Dr. Travis Dumont is an assistant professor of surgery and medical imaging at the UA, as well as director of the Neurovascular Program. After completing his neurosurgical residency at the University of Vermont and fellowship in endovascular neurosurgery at the State University of New York at Buffalo, Dumont joined the division of neurosurgery in the department of surgery just a year ago with a subspecialty in endovascular neurosurgery.
Daily Wildcat: What does an endovascular neurosurgeon do?Dumont: You have your cardiologist who puts stents in, and your cardiothoracic surgeon who does bypasses. For neurosurgery, I am that in one package. I do both minimally and maximally invasive procedures that deal with blood vessels in the brain.
Surgically, how are aneurysms prevented from bursting?An aneurysm is a weakness in a blood vessel wall, like little balloons off the side of an otherwise normal blood vessel. And there are two ways of treating aneurysms: either with open surgery by putting a clip on it or performing minimally invasive surgery by putting tiny metal coils within the aneurysm. We run a wire through the artery in the leg, around the heart, into wherever the aneurysm is and deploy the little metal coils.
Why neurosurgery? It started with research projects that I did as an undergraduate. We did dissection under the microscope, and I just really took a liking to using my hands and doing the fine work.
How are your days structured?It’s variable. My week is structured where Monday, Tuesday and Thursday, I am usually in the [operating room] doing procedures. Wednesday and Friday, I do outpatient work where people are meeting me before or after surgery. On top of that, we take call and teach the next generation of neurosurgeons. Day to day, I usually wake up at 6 a.m., get in around 7 a.m., and leave sometime between 3 p.m. and the next morning, depending on how long a case is. But typically, I get home by 5 or 6 p.m.

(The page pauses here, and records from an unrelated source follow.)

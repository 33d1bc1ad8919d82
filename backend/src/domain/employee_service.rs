//! Employee domain service implementing the driving port.
//!
//! Orchestrates create and lookup-by-id against the entity store port.
//! Both operations run through the injected advice registry, so the
//! service tier forms the middle frame of the interception pipeline.

use std::sync::Arc;

use async_trait::async_trait;
use tracing::debug;

use crate::domain::ports::{EmployeeRepository, EmployeeRepositoryError, EmployeeService};
use crate::domain::{Employee, EmployeeDraft, EmployeeId, EmployeeRecord, Error};
use crate::intercept::{AdviceRegistry, JoinPoint, UnitName};

const CREATE_EMPLOYEE: UnitName = UnitName::new("domain::employee_service", "create_employee");
const FIND_EMPLOYEE_BY_ID: UnitName =
    UnitName::new("domain::employee_service", "find_employee_by_id");

fn map_repository_error(error: EmployeeRepositoryError) -> Error {
    match error {
        EmployeeRepositoryError::Connection { message } => {
            Error::store_failure(format!("employee store unavailable: {message}"))
        }
        EmployeeRepositoryError::Query { message } => {
            Error::store_failure(format!("employee store error: {message}"))
        }
    }
}

/// Employee service over an entity store port.
#[derive(Clone)]
pub struct EmployeeServiceImpl<R> {
    repository: Arc<R>,
    advice: Arc<AdviceRegistry>,
}

impl<R> EmployeeServiceImpl<R> {
    /// Create a service with its store and observability handle.
    pub fn new(repository: Arc<R>, advice: Arc<AdviceRegistry>) -> Self {
        Self { repository, advice }
    }
}

#[async_trait]
impl<R> EmployeeService for EmployeeServiceImpl<R>
where
    R: EmployeeRepository,
{
    async fn create_employee(&self, record: EmployeeRecord) -> Result<Employee, Error> {
        let join_point = JoinPoint::with_args(CREATE_EMPLOYEE, &record);
        self.advice
            .dispatch(&join_point, || async {
                let draft = EmployeeDraft::from(&record);
                let employee = self
                    .repository
                    .save(&draft)
                    .await
                    .map_err(map_repository_error)?;
                debug!(id = %employee.id(), "saved employee");
                Ok(employee)
            })
            .await
    }

    async fn find_employee_by_id(&self, id: EmployeeId) -> Result<Option<Employee>, Error> {
        let join_point = JoinPoint::with_args(FIND_EMPLOYEE_BY_ID, &id);
        self.advice
            .dispatch(&join_point, || async {
                self.repository
                    .find_by_id(id)
                    .await
                    .map_err(map_repository_error)
            })
            .await
    }
}
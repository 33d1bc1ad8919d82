//! Ports connecting the domain to its adapters.

mod employee_repository;
mod employee_service;

pub use employee_repository::{
    EmployeeRepository, EmployeeRepositoryError, FixtureEmployeeRepository,
};
pub use employee_service::EmployeeService;

#[cfg(test)]
pub use employee_repository::MockEmployeeRepository;
#[cfg(test)]
pub use employee_service::MockEmployeeService;
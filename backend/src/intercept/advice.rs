//! Advice behaviours bound to pointcuts.
//!
//! Advice observes unit invocations but never controls them: the registry
//! owns the call, so no advice can skip it, alter its arguments, suppress
//! its error, or substitute its result.

use std::fmt;
use std::sync::Arc;

use crate::domain::Error;

use super::pointcut::UnitName;

/// A matched invocation handed to advice: the unit's qualifying name plus
/// its Debug-rendered arguments, when the call site traced them.
#[derive(Debug, Clone)]
pub struct JoinPoint {
    unit: UnitName,
    args: Option<String>,
}

impl JoinPoint {
    /// Join point without argument tracing.
    #[must_use]
    pub const fn new(unit: UnitName) -> Self {
        Self { unit, args: None }
    }

    /// Join point with arguments rendered for logging.
    #[must_use]
    pub fn with_args(unit: UnitName, args: &dyn fmt::Debug) -> Self {
        Self {
            unit,
            args: Some(format!("{args:?}")),
        }
    }

    /// Qualifying name of the invoked unit.
    #[must_use]
    pub const fn unit(&self) -> &UnitName {
        &self.unit
    }

    /// Rendered arguments, when traced at the call site.
    #[must_use]
    pub fn args(&self) -> Option<&str> {
        self.args.as_deref()
    }
}

/// Side-effect-only advice observing a join point.
pub type ObserveFn = Arc<dyn Fn(&JoinPoint) + Send + Sync>;

/// Advice observing a join point that terminated abnormally.
pub type ObserveErrorFn = Arc<dyn Fn(&JoinPoint, &Error) + Send + Sync>;

/// Around advice hooks at the innermost wrapping point of a call.
///
/// `on_enter` fires before the underlying invocation, `on_exit` after a
/// successful return with the Debug-rendered value, and `on_error` when the
/// invocation fails. The error always propagates to the caller unchanged.
pub trait AroundAdvice: Send + Sync {
    /// Called before the underlying invocation; typically logs arguments.
    fn on_enter(&self, join_point: &JoinPoint);

    /// Called after a successful return with the returned value.
    fn on_exit(&self, join_point: &JoinPoint, returned: &dyn fmt::Debug);

    /// Called when the invocation fails, before the error propagates.
    fn on_error(&self, join_point: &JoinPoint, error: &Error);
}

/// A behaviour bound to a pointcut.
#[derive(Clone)]
pub enum Advice {
    /// Runs prior to the call; cannot prevent it or alter arguments.
    Before(ObserveFn),
    /// Runs immediately after a successful return.
    After(ObserveFn),
    /// Runs only when the call terminates abnormally.
    AfterThrowing(ObserveErrorFn),
    /// Wraps the call boundary itself.
    Around(Arc<dyn AroundAdvice>),
}

impl Advice {
    /// Bind a closure as before advice.
    pub fn before(f: impl Fn(&JoinPoint) + Send + Sync + 'static) -> Self {
        Self::Before(Arc::new(f))
    }

    /// Bind a closure as after advice.
    pub fn after(f: impl Fn(&JoinPoint) + Send + Sync + 'static) -> Self {
        Self::After(Arc::new(f))
    }

    /// Bind a closure as after-throwing advice.
    pub fn after_throwing(f: impl Fn(&JoinPoint, &Error) + Send + Sync + 'static) -> Self {
        Self::AfterThrowing(Arc::new(f))
    }

    /// Bind an around advice implementation.
    pub fn around(advice: impl AroundAdvice + 'static) -> Self {
        Self::Around(Arc::new(advice))
    }
}

impl fmt::Debug for Advice {
    fn fmt(&self, f: &mut fmt::Formatter<'_>) -> fmt::Result {
        let kind = match self {
            Self::Before(_) => "Before",
            Self::After(_) => "After",
            Self::AfterThrowing(_) => "AfterThrowing",
            Self::Around(_) => "Around",
        };
        f.debug_tuple(kind).finish()
    }
}
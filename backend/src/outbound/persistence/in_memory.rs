//! In-memory entity store adapter.
//!
//! Default adapter wired at startup; the repository port keeps a real
//! store swappable without touching the domain. Identifiers come from a
//! process-local monotonic sequence, mirroring a store-side sequence
//! generator.

use std::collections::HashMap;
use std::sync::atomic::{AtomicI64, Ordering};
use std::sync::RwLock;

use async_trait::async_trait;
use tracing::debug;

use crate::domain::ports::{EmployeeRepository, EmployeeRepositoryError};
use crate::domain::{Employee, EmployeeDraft, EmployeeId};

/// In-memory employee store keyed by generated id.
#[derive(Debug, Default)]
pub struct InMemoryEmployeeRepository {
    records: RwLock<HashMap<i64, Employee>>,
    sequence: AtomicI64,
}

impl InMemoryEmployeeRepository {
    /// Empty store; the first saved employee receives id 1.
    #[must_use]
    pub fn new() -> Self {
        Self::default()
    }

    /// Whether the store holds no records.
    #[cfg(test)]
    fn is_empty(&self) -> bool {
        self.records
            .read()
            .map(|records| records.is_empty())
            .unwrap_or(false)
    }
}

#[async_trait]
impl EmployeeRepository for InMemoryEmployeeRepository {
    async fn save(&self, draft: &EmployeeDraft) -> Result<Employee, EmployeeRepositoryError> {
        let id = self.sequence.fetch_add(1, Ordering::SeqCst) + 1;
        let employee = Employee::from_draft(EmployeeId::new(id), draft);

        let mut records = self
            .records
            .write()
            .map_err(|_| EmployeeRepositoryError::query("store lock poisoned"))?;
        records.insert(id, employee.clone());

        debug!(unit = "outbound::persistence::in_memory::save", %id, "stored employee");
        Ok(employee)
    }

    async fn find_by_id(
        &self,
        id: EmployeeId,
    ) -> Result<Option<Employee>, EmployeeRepositoryError> {
        let records = self
            .records
            .read()
            .map_err(|_| EmployeeRepositoryError::query("store lock poisoned"))?;
        debug!(unit = "outbound::persistence::in_memory::find_by_id", %id, "lookup");
        Ok(records.get(&id.value()).cloned())
    }
}

#[cfg(test)]
mod tests {
    //! Regression coverage for the in-memory adapter.

    use super::*;

    fn draft(name: &str) -> EmployeeDraft {
        EmployeeDraft {
            name: name.to_owned(),
            surname: format!("{name}ov"),
            salary: None,
        }
    }

    #[tokio::test]
    async fn ids_are_assigned_monotonically_from_one() {
        let repo = InMemoryEmployeeRepository::new();
        let first = repo.save(&draft("Samir")).await.expect("first save");
        let second = repo.save(&draft("Ada")).await.expect("second save");

        assert_eq!(first.id(), EmployeeId::new(1));
        assert_eq!(second.id(), EmployeeId::new(2));
    }

    #[tokio::test]
    async fn saved_employees_are_found_by_id() {
        let repo = InMemoryEmployeeRepository::new();
        let saved = repo.save(&draft("Samir")).await.expect("save");

        let found = repo
            .find_by_id(saved.id())
            .await
            .expect("lookup")
            .expect("stored employee");
        assert_eq!(found, saved);
    }

    #[tokio::test]
    async fn unknown_ids_read_empty() {
        let repo = InMemoryEmployeeRepository::new();
        let found = repo
            .find_by_id(EmployeeId::new(999_999))
            .await
            .expect("lookup");
        assert!(found.is_none());
        assert!(repo.is_empty());
    }
}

How many surgical cases do you have a day? The neurosurgeon’s busiest days will have maybe seven to eight cases in one day. Each procedure is highly variable in hours, but the average case is probably two to three hours long.

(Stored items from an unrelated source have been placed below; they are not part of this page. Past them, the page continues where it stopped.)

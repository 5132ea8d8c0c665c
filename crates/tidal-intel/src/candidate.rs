//! Completion candidates and the first-wins merge used to combine sources.

use std::collections::HashSet;

use crate::text::Range;

#[derive(Debug, Clone, Copy, PartialEq, Eq, Hash)]
pub enum CandidateKind {
    Property,
    Method,
    Event,
    Field,
    EnumMember,
    Enum,
    Variable,
    Function,
    Class,
    Keyword,
    Snippet,
    Module,
}

/// Coarse ordering key; lower buckets sort first.
#[derive(Debug, Clone, Copy, PartialEq, Eq, PartialOrd, Ord, Hash)]
pub enum SortBucket {
    Primary = 0,
    Global = 1,
    Local = 2,
    Registry = 3,
    Keyword = 4,
    Snippet = 9,
}

#[derive(Debug, Clone, PartialEq, Eq)]
pub struct CompletionCandidate {
    /// Unique within one response.
    pub label: String,
    pub kind: CandidateKind,
    pub insert_text: String,
    /// `insert_text` contains `${n:placeholder}` tab stops.
    pub is_snippet: bool,
    pub detail: Option<String>,
    pub documentation: Option<String>,
    pub sort_bucket: SortBucket,
    /// Text the candidate replaces.
    pub range: Range,
}

impl CompletionCandidate {
    pub fn new(label: impl Into<String>, kind: CandidateKind, range: Range) -> Self {
        let label = label.into();
        Self {
            insert_text: label.clone(),
            label,
            kind,
            is_snippet: false,
            detail: None,
            documentation: None,
            sort_bucket: SortBucket::Primary,
            range,
        }
    }

    pub fn snippet(mut self, template: impl Into<String>) -> Self {
        self.insert_text = template.into();
        self.is_snippet = true;
        self
    }

    pub fn detail(mut self, detail: impl Into<String>) -> Self {
        self.detail = Some(detail.into());
        self
    }

    pub fn documentation(mut self, doc: impl Into<String>) -> Self {
        self.documentation = Some(doc.into());
        self
    }

    pub fn bucket(mut self, bucket: SortBucket) -> Self {
        self.sort_bucket = bucket;
        self
    }

    /// `<bucket>_<label>`, the host's sort string.
    pub fn sort_text(&self) -> String {
        format!("{}_{}", self.sort_bucket as u8, self.label)
    }
}

/// Ordered candidate list that drops any candidate whose label was already
/// added.  Sources must be pushed in precedence order.
#[derive(Debug, Default)]
pub struct CandidateSet {
    seen: HashSet<String>,
    items: Vec<CompletionCandidate>,
}

impl CandidateSet {
    pub fn new() -> Self {
        Self::default()
    }

    /// Returns `false` when the label was taken by an earlier source.
    pub fn push(&mut self, candidate: CompletionCandidate) -> bool {
        if self.seen.contains(&candidate.label) {
            return false;
        }
        self.seen.insert(candidate.label.clone());
        self.items.push(candidate);
        true
    }

    pub fn extend(&mut self, candidates: impl IntoIterator<Item = CompletionCandidate>) {
        for candidate in candidates {
            self.push(candidate);
        }
    }

    pub fn into_vec(self) -> Vec<CompletionCandidate> {
        self.items
    }
}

How important is it to work on the central nervous system — the brain and spine?That’s probably the toughest question to answer. It’s important for every patient. Our patients are touched by neurological diseases in a way that is different from others, and it’s important for me to be able to bring people back to their regular self. This is what it’s all about in the end. Doing something like reversing a stroke at the right time and spot can, within hours, get [a patient’s] arms and legs moving again and their speech back.